No Tax on Capital Gains in NZ – Is That Right?

Capital gains are theoretically tax free in NZ.

They are tax free to the extent that they arise on a sale of a capital asset used in the production of taxable income.

For example if buying shares at $1.00 each then your purpose in buying the shares has to be looked at. You can say that your purpose was to live on the dividend income and therefore you are selling the shares to buy other shares to provide you with income. You have sold a capital asset and the resulting gain is tax free.

You have to convince IRD that your purpose in this exercise was to provide an investment which would be stable and provide you a cash flow, independent of the gains that you would make from buying and reselling.

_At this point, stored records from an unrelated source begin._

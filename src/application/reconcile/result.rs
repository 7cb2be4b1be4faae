//! Reconcile Result
//!
//! Result types for reconcile operations.

use serde::Serialize;
use thiserror::Error;

use crate::domain::ports::StoreError;
use crate::domain::services::Action;

/// A store write or delete that failed while applying a change
#[derive(Debug, Clone, Error, PartialEq, Eq)]
#[error("failed to {action} resource [{resource_id}]: {source}")]
pub struct ReconcileError {
    pub resource_id: String,
    pub action: Action,
    #[source]
    pub source: StoreError,
}

impl Serialize for ReconcileError {
    fn serialize<S: serde::Serializer>(&self, serializer: S) -> Result<S::Ok, S::Error> {
        use serde::ser::SerializeStruct;
        let mut s = serializer.serialize_struct("ReconcileError", 3)?;
        s.serialize_field("resourceId", &self.resource_id)?;
        s.serialize_field("action", &self.action)?;
        s.serialize_field("error", &self.source.to_string())?;
        s.end()
    }
}

/// Summary of one reconciliation pass
#[derive(Debug, Clone, Default, PartialEq, Eq, Serialize)]
#[serde(rename_all = "camelCase")]
pub struct ReconcileResult {
    pub created: usize,
    pub updated: usize,
    pub deleted: usize,
    pub unchanged: usize,
    pub errors: Vec<ReconcileError>,
    pub dry_run: bool,
}

impl ReconcileResult {
    pub fn new(dry_run: bool) -> Self {
        Self {
            dry_run,
            ..Self::default()
        }
    }

    pub fn is_success(&self) -> bool {
        self.errors.is_empty()
    }

    pub fn has_changes(&self) -> bool {
        self.created + self.updated + self.deleted > 0
    }

    /// Resources written or deleted (or that would be, for a dry run).
    pub fn total_changed(&self) -> usize {
        self.created + self.updated + self.deleted
    }
}

/// A fail-fast reconciliation that stopped at its first failed write.
///
/// Changes applied before the failure stay applied; `result` counts them.
#[derive(Debug, Clone, Error)]
#[error("reconciliation aborted: {error}")]
pub struct ReconcileFailure {
    pub result: ReconcileResult,
    #[source]
    pub error: ReconcileError,
}
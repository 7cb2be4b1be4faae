#![no_main]

use std::sync::Arc;

use libfuzzer_sys::fuzz_target;
use strata::{ComponentRegistry, YamlModelLoader};

fuzz_target!(|data: &[u8]| {
    if let Ok(content) = std::str::from_utf8(data) {
        let loader = YamlModelLoader::new(Arc::new(ComponentRegistry::with_builtins()));
        // Validation and loading must agree: a model loads iff it validates.
        let valid = loader.validate_str(content).map(|r| r.is_valid());
        let loaded = loader.load_str(content);
        if let Ok(valid) = valid {
            assert_eq!(valid, loaded.is_ok());
        }
    }
});
//! Instance label entity
//!
//! Status record of one tracked instance, kept by the status store.

use std::fmt;

use chrono::{DateTime, Utc};
use serde::{Deserialize, Serialize};

#[derive(Debug, Clone, Copy, Default, PartialEq, Eq, Serialize, Deserialize)]
#[serde(rename_all = "lowercase")]
pub enum InstanceState {
    #[default]
    Created,
    Applied,
    Failed,
    Disposed,
}

impl fmt::Display for InstanceState {
    fn fmt(&self, f: &mut fmt::Formatter<'_>) -> fmt::Result {
        let s = match self {
            InstanceState::Created => "created",
            InstanceState::Applied => "applied",
            InstanceState::Failed => "failed",
            InstanceState::Disposed => "disposed",
        };
        f.write_str(s)
    }
}

#[derive(Debug, Clone, PartialEq, Eq, Serialize, Deserialize)]
#[serde(rename_all = "camelCase")]
pub struct Label {
    #[serde(default)]
    pub instance_id: String,
    #[serde(default)]
    pub model_id: String,
    #[serde(default)]
    pub state: InstanceState,
    #[serde(default)]
    pub updated_at: DateTime<Utc>,
}

impl Label {
    pub fn new(instance_id: impl Into<String>, model_id: impl Into<String>) -> Self {
        Self {
            instance_id: instance_id.into(),
            model_id: model_id.into(),
            state: InstanceState::Created,
            updated_at: Utc::now(),
        }
    }

    /// Moves the label to `state` and refreshes its timestamp.
    pub fn transition(mut self, state: InstanceState) -> Self {
        self.state = state;
        self.updated_at = Utc::now();
        self
    }
}
//! Use Case Factory
//!
//! Creates use cases with infrastructure dependencies wired up.
//! This is the dependency injection point for the application.

use std::sync::Arc;

use crate::application::Reconciler;
use crate::config::{Config, StoreBackend};
use crate::domain::ports::ResourceStore;
use crate::domain::services::ComponentRegistry;
use crate::infrastructure::{FileStore, MemoryStore, YamlModelLoader};

/// Store selected at runtime from configuration
pub type DynStore = Box<dyn ResourceStore>;

/// Type alias for the reconciler the CLI runs
pub type ConcreteReconciler = Reconciler<DynStore>;

/// Registry with the built-in component types.
pub fn create_registry() -> Arc<ComponentRegistry> {
    Arc::new(ComponentRegistry::with_builtins())
}

pub fn create_loader(registry: Arc<ComponentRegistry>) -> YamlModelLoader {
    YamlModelLoader::new(registry)
}

/// File store rooted at the configured root, with configured instances pinned
/// to their own working directories.
pub fn create_file_store(config: &Config) -> FileStore {
    config
        .instances
        .iter()
        .fold(FileStore::new(&config.store.root), |store, (id, instance)| {
            store.with_instance(id.as_str(), &instance.working_directory)
        })
}

pub fn create_store(config: &Config) -> DynStore {
    match config.store.backend {
        StoreBackend::File => Box::new(create_file_store(config)),
        StoreBackend::Memory => Box::new(MemoryStore::new()),
    }
}

/// Create a reconciler with the configured store wired up
pub fn create_reconciler(config: &Config) -> ConcreteReconciler {
    Reconciler::new(create_store(config))
}
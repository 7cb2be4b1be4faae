//! Store Implementations
//!
//! Concrete implementations of the resource and status store ports.

mod file;
mod memory;

pub use file::{FileStore, LABEL_FILE, RESOURCES_FILE};
pub use memory::MemoryStore;
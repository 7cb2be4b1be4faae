//! Scenario: Operator Journey Through the CLI
//!
//! Journey: An operator writes a model file, checks it, applies it, evolves
//! it and finally tears the instance down using only the `strata` binary.
//!
//! Steps:
//! 1. `strata validate` the model
//! 2. `strata plan` shows two creates
//! 3. `strata apply` writes the file store under `.strata/t1`
//! 4. `strata resources`, `status` and `instances` reflect the apply
//! 5. Resize the host and apply again
//! 6. Apply an empty model
//!
//! Success Criteria:
//! - Every command exits 0
//! - State survives between processes
//! - Output names the instance and the counts

use crate::common::*;

/// SCENARIO: full lifecycle through separate CLI invocations
#[test]
fn scenario_cli_apply_evolve_teardown() {
    let env = TestEnv::new();
    env.write_file("model.yaml", SINGLE_HOST);

    // Step 1
    let result = env.run(&["validate", "model.yaml"]);
    assert!(result.success, "validate failed:\n{}", result.combined_output());
    assert!(result.stdout.contains("model.yaml is valid"));

    // Step 2
    let result = env.run(&["plan", "model.yaml"]);
    assert!(result.success, "plan failed:\n{}", result.combined_output());
    assert!(
        result
            .stdout
            .contains("Plan [t1]: 2 to create, 0 to update, 0 to delete"),
        "unexpected plan:\n{}",
        result.stdout
    );
    assert!(!env.store_root().exists(), "plan must not write state");

    // Step 3
    let result = env.run(&["apply", "model.yaml"]);
    assert!(result.success, "apply failed:\n{}", result.combined_output());
    assert!(result.stdout.contains("Reconcile complete [t1]"));
    assert!(result.stdout.contains("created:   2"));
    assert!(env.path(".strata/t1/resources.json").is_file());
    assert!(env.path(".strata/t1/label.json").is_file());

    // Step 4
    let result = env.run(&["resources", "t1"]);
    assert!(result.success);
    assert!(result.stdout.starts_with("Resources [t1] (2):"));
    assert!(result.stdout.contains("h1/c1"));

    let result = env.run(&["status", "t1"]);
    assert!(result.success);
    assert!(result.stdout.contains("State:    applied"));

    let result = env.run(&["instances"]);
    assert_eq!(result.stdout, "t1\n");

    // Step 5
    env.write_file("model.yaml", SINGLE_HOST_RESIZED);
    let result = env.run(&["apply", "model.yaml"]);
    assert!(result.success, "resize failed:\n{}", result.combined_output());
    assert!(result.stdout.contains("updated:   1"));
    assert!(result.stdout.contains("unchanged: 1"));
    assert!(env.read_file(".strata/t1/resources.json").contains("large"));

    // Re-running is a no-op
    let result = env.run(&["apply", "model.yaml"]);
    assert!(result.stdout.contains("Already up-to-date [t1]"));

    // Step 6
    env.write_file("model.yaml", EMPTY_MODEL);
    let result = env.run(&["apply", "model.yaml"]);
    assert!(result.success, "teardown failed:\n{}", result.combined_output());
    assert!(result.stdout.contains("deleted:   2"));

    let result = env.run(&["resources", "t1"]);
    assert_eq!(result.stdout, "No resources recorded for [t1]\n");
}
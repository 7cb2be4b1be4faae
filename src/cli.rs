use std::path::PathBuf;

use clap::{Parser, Subcommand};

/// Strata - declarative reconciliation engine
#[derive(Parser, Debug)]
#[command(name = "strata")]
#[command(author, version, about, long_about = None)]
pub struct Cli {
    /// Output format for CI
    #[arg(long, global = true)]
    pub json: bool,

    /// Verbosity level (-v, -vv, -vvv)
    #[arg(short, long, action = clap::ArgAction::Count, global = true)]
    pub verbose: u8,

    /// Config file (defaults to STRATA_CONFIG, ./strata.toml, then the user config dir)
    #[arg(long, global = true, value_name = "PATH")]
    pub config_file: Option<PathBuf>,

    #[command(subcommand)]
    pub command: Commands,
}

#[derive(Subcommand, Debug)]
pub enum Commands {
    /// Check a model file without touching any state
    Validate {
        /// Path to the model YAML file
        file: PathBuf,
    },

    /// Show what apply would change
    Plan {
        /// Path to the model YAML file
        file: PathBuf,
    },

    /// Reconcile persisted state with a model file
    Apply {
        /// Path to the model YAML file
        file: PathBuf,

        /// Dry run - count changes without writing
        #[arg(long)]
        dry_run: bool,

        /// Keep applying after a failed write instead of stopping
        #[arg(long)]
        continue_on_error: bool,
    },

    /// List known instances
    Instances,

    /// Show the status label of an instance
    Status {
        /// Instance id
        instance: String,
    },

    /// List the persisted resources of an instance
    Resources {
        /// Instance id
        instance: String,
    },

    /// List registered component types
    Types,
}
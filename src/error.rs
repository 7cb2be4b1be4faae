//! Error types for Strata
//!
//! Each layer owns its error enum; `StrataError` gathers them for library
//! entry points that cross layers, such as `Reconciler::reconcile_and_record`.
//! The binary wraps everything in `anyhow`.

use thiserror::Error;

use crate::application::reconcile::{ReconcileError, ReconcileFailure};
use crate::config::ConfigError;
use crate::domain::ports::{LoadError, ProcessError, StoreError};
use crate::domain::services::RegistryError;

/// Result type alias for Strata operations
pub type StrataResult<T> = Result<T, StrataError>;

#[derive(Error, Debug)]
pub enum StrataError {
    #[error(transparent)]
    Store(#[from] StoreError),

    #[error(transparent)]
    Registry(#[from] RegistryError),

    #[error(transparent)]
    Load(#[from] LoadError),

    #[error(transparent)]
    Process(#[from] ProcessError),

    #[error(transparent)]
    Reconcile(#[from] ReconcileError),

    /// A fail-fast reconcile stopped early; the partial result is kept
    #[error(transparent)]
    Aborted(#[from] Box<ReconcileFailure>),

    #[error(transparent)]
    Config(#[from] ConfigError),
}

impl From<ReconcileFailure> for StrataError {
    fn from(failure: ReconcileFailure) -> Self {
        StrataError::Aborted(Box::new(failure))
    }
}
use super::measurement::Measurement;

/// Running count and sum of the measurements seen so far.
///
/// `count == 0` always implies `sum == 0.0`.
#[derive(Debug, Clone, Copy, PartialEq, Default)]
pub struct AggregateResult {
    count: u64,
    sum: f64,
}

impl AggregateResult {
    pub fn new() -> Self {
        Self::default()
    }

    /// Folds one more value into the aggregate.
    pub fn record(self, value: f64) -> Self {
        Self {
            count: self.count + 1,
            sum: self.sum + value,
        }
    }

    pub fn count(&self) -> u64 {
        self.count
    }

    pub fn sum(&self) -> f64 {
        self.sum
    }

    /// Arithmetic mean, or `None` when nothing was recorded.
    pub fn mean(&self) -> Option<f64> {
        if self.count == 0 {
            return None;
        }
        Some(self.sum / self.count as f64)
    }

    pub fn is_empty(&self) -> bool {
        self.count == 0
    }
}

impl<'a> FromIterator<&'a Measurement> for AggregateResult {
    fn from_iter<I: IntoIterator<Item = &'a Measurement>>(iter: I) -> Self {
        iter.into_iter()
            .fold(AggregateResult::new(), |acc, m| acc.record(m.value))
    }
}
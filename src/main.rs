//! label-perf - classify benchmark output against a performance threshold
//!
//! Prints exactly one of `good`, `bad` or `skip` on stdout. Logs go to stderr.
//!
//! # Usage
//! ```sh
//! label-perf 200 micros/op greater perf.txt
//! label-perf 700 MB/S less perf.txt
//! ```

use anyhow::Result;
use clap::Parser;
use clap::error::ErrorKind;
use label_perf::application::labeler::PerfLabeler;
use label_perf::config::Config;
use label_perf::domain::performance::Threshold;
use label_perf::interfaces::cli::{Cli, Invocation, usage_text};
use std::fmt::Display;
use std::io::Write;
use tracing::debug;

fn main() -> Result<()> {
    // Usage and help never depend on configuration
    let cli = match Cli::try_parse() {
        Ok(cli) => cli,
        Err(err) if matches!(err.kind(), ErrorKind::DisplayHelp | ErrorKind::DisplayVersion) => {
            err.print()?;
            return Ok(());
        }
        Err(err) => usage_exit(err),
    };

    let invocation = match Invocation::from_args(&cli.args) {
        Ok(invocation) => invocation,
        Err(err) => usage_exit(err),
    };

    // Load environment variables
    dotenvy::dotenv().ok();

    let config = Config::from_env()?;

    // Setup logging (stderr only, stdout carries the classification)
    tracing_subscriber::fmt()
        .with_env_filter(config.env_filter())
        .with_writer(std::io::stderr)
        .with_target(false)
        .init();

    let threshold = Threshold::new(invocation.value, invocation.unit, &invocation.direction)?;
    debug!(
        "Threshold: {}, file: {}, on_malformed: {}",
        threshold,
        invocation.path.display(),
        config.on_malformed
    );

    let labeler = PerfLabeler::new(threshold, config.on_malformed);
    let classification = labeler.label_file(&invocation.path)?;
    println!("{}", classification);

    Ok(())
}

fn usage_exit(reason: impl Display) -> ! {
    eprintln!("{}", reason);
    print!("{}", usage_text());
    std::io::stdout().flush().ok();
    std::process::exit(1);
}
use crate::domain::performance::{Classification, Threshold};
use tracing::info;

/// Maps an optional mean onto `good` / `bad` / `skip` for a fixed threshold.
#[derive(Debug, Clone)]
pub struct ThresholdClassifier {
    threshold: Threshold,
}

impl ThresholdClassifier {
    pub fn new(threshold: Threshold) -> Self {
        Self { threshold }
    }

    /// `None` means no measurements were found and always yields `Skip`.
    pub fn classify(&self, mean: Option<f64>) -> Classification {
        let Some(mean) = mean else {
            info!("No '{}' measurements found, skipping", self.threshold.unit());
            return Classification::Skip;
        };

        let classification = if self
            .threshold
            .direction()
            .is_regression(mean, self.threshold.value())
        {
            Classification::Bad
        } else {
            Classification::Good
        };

        info!(
            "Mean {} {} vs threshold {} => {}",
            mean,
            self.threshold.unit(),
            self.threshold,
            classification
        );
        classification
    }
}
use crate::domain::errors::ExtractionError;
use serde::{Deserialize, Serialize};

/// A single `<number> <unit>` pair found in benchmark output.
#[derive(Debug, Clone, PartialEq)]
pub struct Measurement {
    pub value: f64,
    pub unit: String,
    /// 1-based line number in the scanned source
    pub line: usize,
}

/// What to do when the token in front of a unit label is not a number.
#[derive(Debug, Clone, Copy, PartialEq, Eq, Serialize, Deserialize, Default)]
#[serde(rename_all = "lowercase")]
pub enum MalformedPolicy {
    /// Abort the whole scan with `ExtractionError::MalformedMeasurement`
    #[default]
    Fail,
    /// Log the occurrence and keep scanning
    Skip,
}

impl std::str::FromStr for MalformedPolicy {
    type Err = anyhow::Error;

    fn from_str(s: &str) -> Result<Self, Self::Err> {
        match s.to_lowercase().as_str() {
            "fail" => Ok(MalformedPolicy::Fail),
            "skip" => Ok(MalformedPolicy::Skip),
            _ => anyhow::bail!("Invalid malformed policy: {}. Must be 'fail' or 'skip'", s),
        }
    }
}

impl std::fmt::Display for MalformedPolicy {
    fn fmt(&self, f: &mut std::fmt::Formatter<'_>) -> std::fmt::Result {
        match self {
            MalformedPolicy::Fail => write!(f, "fail"),
            MalformedPolicy::Skip => write!(f, "skip"),
        }
    }
}

/// Splits a line on the single space character.
///
/// Runs of spaces yield empty tokens and tabs are kept inside tokens, so
/// `"239\tmicros/op"` is one token.
pub fn tokenize(line: &str) -> Vec<&str> {
    line.split(' ').collect()
}

/// Finds every occurrence of `unit` as a whole token and parses the token
/// immediately before it.
///
/// A label that is not the first token of the line yields one item per
/// occurrence, in line order.
pub fn measurements_in_line(
    line: &str,
    line_number: usize,
    unit: &str,
) -> Vec<Result<Measurement, ExtractionError>> {
    if !line.contains(unit) {
        return Vec::new();
    }

    let tokens = tokenize(line);
    tokens
        .iter()
        .enumerate()
        .skip(1)
        .filter(|(_, token)| **token == unit)
        .map(|(i, _)| {
            let candidate = tokens[i - 1];
            candidate
                .trim()
                .parse::<f64>()
                .map(|value| Measurement {
                    value,
                    unit: unit.to_string(),
                    line: line_number,
                })
                .map_err(|_| ExtractionError::MalformedMeasurement {
                    line: line_number,
                    token: candidate.to_string(),
                    unit: unit.to_string(),
                })
        })
        .collect()
}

Conversely if the market went down and your shares dropped to 80c there would be a capital loss which could not be deducted from the income earned because it was a capital loss and not a revenue loss.

However, if you were in the business of buying and selling shares then it would be a revenue loss and therefore deductible.

Another important factor to consider in taxation, aside from the principles discussed, is timing. You are only taxed on income earn during a particular tax year. If you don’t earn income in that year you can‘t be taxed on it until the next year.

Earning income has little to do with wishing to receive it. You can be (and most people are) taxed on income that is earned but not yet received. If you can understand these basic principles then you are ready to understand how tax is affected by such things as inflation and law.